◆ What to produce
Below is a listing; restate from it, character for character, the lines beginning at the line holding "fn from(value: utility::timezone::TimeAddrError)" and ending at the line holding "let config = BuildConfig::from_request(request, defaults);", both included.

>>>>

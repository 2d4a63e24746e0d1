use thiserror::Error;

/// The scheduling engine's complete error taxonomy. Every component (C1-C10)
/// surfaces failures through this enum; `web` converts it to HTTP, `scheduling`'s
/// task executor converts it to a FAILED task record.
#[derive(Debug, Error)]
pub enum SchedulerError {
    #[error("{0}")]
    BadInput(String),

    #[error("{0}")]
    NotFound(String),

    #[error("no route from \"{from}\" to \"{to}\"")]
    NoRoute { from: String, to: String },

    #[error("routing provider error: {0}")]
    ProviderError(String),

    #[error("{0}")]
    NoSchedule(String),

    #[error("{0}")]
    Conflict(String),

    #[error("{0}")]
    Internal(String),
}

impl From<utility::timezone::TimeAddrError> for SchedulerError {
    fn from(value: utility::timezone::TimeAddrError) -> Self {
        SchedulerError::BadInput(value.to_string())
    }
}

pub type SchedulerResult<T> = Result<T, SchedulerError>;
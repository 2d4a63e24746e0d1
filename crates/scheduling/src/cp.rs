//! C7: the constraint-programming scheduler. A mixed-integer-linear
//! reformulation of `original_source/app/services/scheduler/cp_sat_scheduler.py`'s
//! `CpSatScheduler` (OR-Tools CP-SAT) against `good_lp` + the `highs`
//! backend (DESIGN.md OQ-2: no CP-SAT binding exists in this stack).
//! `OnlyEnforceIf` becomes the standard big-M linearization.

use std::collections::HashMap;

use chrono::{DateTime, Timelike, Utc};
use chrono_tz::Tz;
use database::ProgramRepository;
use good_lp::{constraint, variable, Expression, ProblemVariables, SolverModel, Variable};
use model::{
    MobilityAssistance, Optimization, ScheduleRequest, SchedulerError, SchedulerResult, Shuttle,
    Trip, Vehicle,
};

use crate::builder::{build_trips, BuildConfig, TripRecord};
use crate::{is_debug, DefaultTimings, DirectionLookup};

/// One full day's minutes; the solver's intval bound and the big-M
/// constant for every conditional constraint below.
const MINUTES_PER_DAY: f64 = 24.0 * 60.0;

/// Runs C5, resolves the request's fleet (explicit `program_name`, falling
/// back to the first booking's `program_name` — matching
/// `cp_sat_scheduler.py::_get_vehicles`), then solves.
pub async fn schedule(
    request: &ScheduleRequest,
    directions: &dyn DirectionLookup,
    programs: &ProgramRepository,
    defaults: &DefaultTimings,
) -> SchedulerResult<Vec<Shuttle>> {
    let config = BuildConfig::from_request(request, defaults);
    let trips = build_trips(request, &config, directions).await?;
    let program_name = resolve_program_name(request);
    let vehicles = load_vehicles(programs, program_name.as_deref()).await?;
    let optimization = request.optimization.clone().unwrap_or_default();

    solve(trips, vehicles, &optimization, directions, is_debug(request)).await
}

fn resolve_program_name(request: &ScheduleRequest) -> Option<String> {
    request.program_name.clone().or_else(|| {
        request
            .bookings
            .first()
            .and_then(|booking| booking.program_name.clone())
    })
}

async fn load_vehicles(
    programs: &ProgramRepository,
    program_name: Option<&str>,
) -> SchedulerResult<Vec<Vehicle>> {
    let Some(name) = program_name else {
        return Ok(Vec::new());
    };
    match programs.get_by_name(name).await? {
        Some(program) => Ok(program.vehicles),
        None => Ok(Vec::new()),
    }
}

<<<<

◆ Answer box
    fn from(value: utility::timezone::TimeAddrError) -> Self {
        SchedulerError::BadInput(value.to_string())
    }
}

pub type SchedulerResult<T> = Result<T, SchedulerError>;
repository 2d4a63e24746e0d1
filename crates/scheduling/src/cp.rs
//! C7: the constraint-programming scheduler. A mixed-integer-linear
//! reformulation of `original_source/app/services/scheduler/cp_sat_scheduler.py`'s
//! `CpSatScheduler` (OR-Tools CP-SAT) against `good_lp` + the `highs`
//! backend (DESIGN.md OQ-2: no CP-SAT binding exists in this stack).
//! `OnlyEnforceIf` becomes the standard big-M linearization.

use std::collections::HashMap;

use chrono::{DateTime, Timelike, Utc};
use chrono_tz::Tz;
use database::ProgramRepository;
use good_lp::{constraint, variable, Expression, ProblemVariables, SolverModel, Variable};
use model::{
    MobilityAssistance, Optimization, ScheduleRequest, SchedulerError, SchedulerResult, Shuttle,
    Trip, Vehicle,
};

use crate::builder::{build_trips, BuildConfig, TripRecord};
use crate::{is_debug, DefaultTimings, DirectionLookup};

/// One full day's minutes; the solver's intval bound and the big-M
/// constant for every conditional constraint below.
const MINUTES_PER_DAY: f64 = 24.0 * 60.0;

/// Runs C5, resolves the request's fleet (explicit `program_name`, falling
/// back to the first booking's `program_name` — matching
/// `cp_sat_scheduler.py::_get_vehicles`), then solves.
pub async fn schedule(
    request: &ScheduleRequest,
    directions: &dyn DirectionLookup,
    programs: &ProgramRepository,
    defaults: &DefaultTimings,
) -> SchedulerResult<Vec<Shuttle>> {
    let config = BuildConfig::from_request(request, defaults);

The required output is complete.